| HOW TO COMPLETE THIS TASK |
Please restate each entry exactly, without skipping any.

| MATERIAL SHOWN |
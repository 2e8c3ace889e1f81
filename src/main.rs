//! Commander Precon ROI - CLI front end
//!
//! Fetches the card list and prices for a preconstructed deck's set,
//! serves repeat runs from the local price cache while it is fresh, and
//! prints the market value of the deck against its retail price.

use clap::Parser;
use precon_roi::{
    deck_market_value, format_static_price_age, read_static_price_timestamp, PriceCache,
    RequestDeduper, RoiSummary, ScryfallCard, ScryfallClient,
};
use std::path::PathBuf;

/// Estimate the ROI of a Commander precon against current card prices
#[derive(Parser, Debug)]
#[command(name = "precon_roi")]
#[command(version, about, long_about = None)]
struct Args {
    /// Scryfall set code of the precon (e.g. "40k", "onc")
    set_code: String,

    /// Retail price of the deck in USD
    #[arg(short, long, default_value_t = 44.99)]
    msrp: f64,

    /// Deck identifier used as the cache key (default: the set code)
    #[arg(long)]
    deck_id: Option<String>,

    /// Cache directory override
    #[arg(long)]
    cache_dir: Option<PathBuf>,

    /// Ignore cached prices and fetch fresh data
    #[arg(long, default_value_t = false)]
    refresh: bool,

    /// Remove all cached price entries and exit
    #[arg(long, default_value_t = false)]
    clear_cache: bool,
}

#[tokio::main]
async fn main() {
    env_logger::Builder::from_env(env_logger::Env::default().default_filter_or("info")).init();

    let args = Args::parse();
    let cache_dir = args
        .cache_dir
        .clone()
        .unwrap_or_else(PriceCache::default_dir);
    let cache = PriceCache::new(&cache_dir);

    if args.clear_cache {
        let removed = cache.clear_all();
        println!("Removed {} cached price entries", removed);
        return;
    }

    let deck_id = args
        .deck_id
        .clone()
        .unwrap_or_else(|| args.set_code.to_lowercase());

    let cards = match load_deck_cards(&cache, &deck_id, &args).await {
        Ok(cards) => cards,
        Err(e) => {
            log::error!("Failed to load card prices: {}", e);
            eprintln!("{}", e);
            std::process::exit(1);
        }
    };

    let market_value = deck_market_value(&cards);
    let summary = RoiSummary::new(args.msrp, market_value);

    println!("Deck:          {} ({} cards)", deck_id, cards.len());
    println!("MSRP:          ${:.2}", summary.msrp);
    println!("Market value:  ${:.2}", summary.market_value);
    println!("ROI:           {:+.1}%", summary.roi_percent());
    if let Some(age) = cache.format_age(&deck_id) {
        println!("Prices as of:  {}", age);
    }
    let marker = cache_dir.join("prices-updated-at");
    if let Some(age) = format_static_price_age(read_static_price_timestamp(&marker)) {
        println!("Dataset age:   {}", age);
    }
}

/// Serve from cache while fresh; otherwise fetch through the deduplicator
/// and write the snapshot back.
async fn load_deck_cards(
    cache: &PriceCache,
    deck_id: &str,
    args: &Args,
) -> precon_roi::Result<Vec<ScryfallCard>> {
    if !args.refresh && !cache.is_stale(deck_id) {
        if let Some(entry) = cache.get(deck_id) {
            match serde_json::from_value::<Vec<ScryfallCard>>(entry.cards) {
                Ok(cards) => {
                    log::info!("Serving {} cards for {} from cache", cards.len(), deck_id);
                    return Ok(cards);
                }
                Err(e) => log::warn!("Cached payload unusable, refetching: {}", e),
            }
        }
    }

    let client = ScryfallClient::new();
    let deduper: RequestDeduper<Vec<ScryfallCard>> = RequestDeduper::new();
    let set_code = args.set_code.clone();
    let key = format!("set:{}", set_code.to_lowercase());
    let cards = deduper
        .dedupe(&key, move || async move {
            client.load_set_cards(&set_code).await
        })
        .await?;

    match serde_json::to_value(&cards) {
        Ok(payload) => {
            if !cache.set(deck_id, payload) {
                log::warn!("Proceeding without caching prices for {}", deck_id);
            }
        }
        Err(e) => log::warn!("Failed to serialize snapshot for {}: {}", deck_id, e),
    }

    Ok(cards)
}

| WRITTEN RESPONSE |
repository 2e8c3ace889e1f81
filename src/main.rs
//! Commander Precon ROI - CLI front end
//!
//! Fetches the card list and prices for a preconstructed deck's set,
//! serves repeat runs from the local price cache while it is fresh, and
//! prints the market value of the deck against its retail price.

use clap::Parser;
use precon_roi::{
    deck_market_value, format_static_price_age, read_static_price_timestamp, PriceCache,
    RequestDeduper, RoiSummary, ScryfallCard, ScryfallClient,
};
use std::path::PathBuf;

/// Estimate the ROI of a Commander precon against current card prices
#[derive(Parser, Debug)]
#[command(name = "precon_roi")]
#[command(version, about, long_about = None)]
struct Args {
    /// Scryfall set code of the precon (e.g. "40k", "onc")
    set_code: String,

    /// Retail price of the deck in USD
    #[arg(short, long, default_value_t = 44.99)]
    msrp: f64,

    /// Deck identifier used as the cache key (default: the set code)
    #[arg(long)]
    deck_id: Option<String>,

    /// Cache directory override
    #[arg(long)]
    cache_dir: Option<PathBuf>,

    /// Ignore cached prices and fetch fresh data
    #[arg(long, default_value_t = false)]
    refresh: bool,

    /// Remove all cached price entries and exit
    #[arg(long, default_value_t = false)]
    clear_cache: bool,
}

#[tokio::main]
async fn main() {
    env_logger::Builder::from_env(env_logger::Env::default().default_filter_or("info")).init();

    let args = Args::parse();
    let cache_dir = args
        .cache_dir
        .clone()
        .unwrap_or_else(PriceCache::default_dir);
    let cache = PriceCache::new(&cache_dir);

    if args.clear_cache {
        let removed = cache.clear_all();
        println!("Removed {} cached price entries", removed);
        return;
    }

    let deck_id = args
        .deck_id
        .clone()
        .unwrap_or_else(|| args.set_code.to_lowercase());

    let cards = match load_deck_cards(&cache, &deck_id, &args).await {
        Ok(cards) => cards,
        Err(e) => {
            log::error!("Failed to load card prices: {}", e);
            eprintln!("{}", e);
            std::process::exit(1);
        }
    };

    let market_value = deck_market_value(&cards);
    let summary = RoiSummary::new(args.msrp, market_value);

    println!("Deck:          {} ({} cards)", deck_id, cards.len());
    println!("MSRP:          ${:.2}", summary.msrp);
    println!("Market value:  ${:.2}", summary.market_value);
    println!("ROI:           {:+.1}%", summary.roi_percent());
    if let Some(age) = cache.format_age(&deck_id) {
        println!("Prices as of:  {}", age);
    }
    let marker = cache_dir.join("prices-updated-at");
    if let Some(age) = format_static_price_age(read_static_price_timestamp(&marker)) {
        println!("Dataset age:   {}", age);
    }
}

/// Serve from cache while fresh; otherwise fetch through the deduplicator
/// and write the snapshot back.
async fn load_deck_cards(
    cache: &PriceCache,
    deck_id: &str,
    args: &Args,
) -> precon_roi::Result<Vec<ScryfallCard>> {
    if !args.refresh && !cache.is_stale(deck_id) {
        if let Some(entry) = cache.get(deck_id) {
            match serde_json::from_value::<Vec<ScryfallCard>>(entry.cards) {
                Ok(cards) => {
                    log::info!("Serving {} cards for {} from cache", cards.len(), deck_id);
                    return Ok(cards);
                }
                Err(e) => log::warn!("Cached payload unusable, refetching: {}", e),
            }
        }
    }

    let client = ScryfallClient::new();
    let deduper: RequestDeduper<Vec<ScryfallCard>> = RequestDeduper::new();
    let set_code = args.set_code.clone();
    let key = format!("set:{}", set_code.to_lowercase());
    let cards = deduper
        .dedupe(&key, move || async move {
            client.load_set_cards(&set_code).await
        })
        .await?;

    match serde_json::to_value(&cards) {
        Ok(payload) => {
            if !cache.set(deck_id, payload) {
                log::warn!("Proceeding without caching prices for {}", deck_id);
            }
        }
        Err(e) => log::warn!("Failed to serialize snapshot for {}: {}", deck_id, e),
    }

    Ok(cards)
}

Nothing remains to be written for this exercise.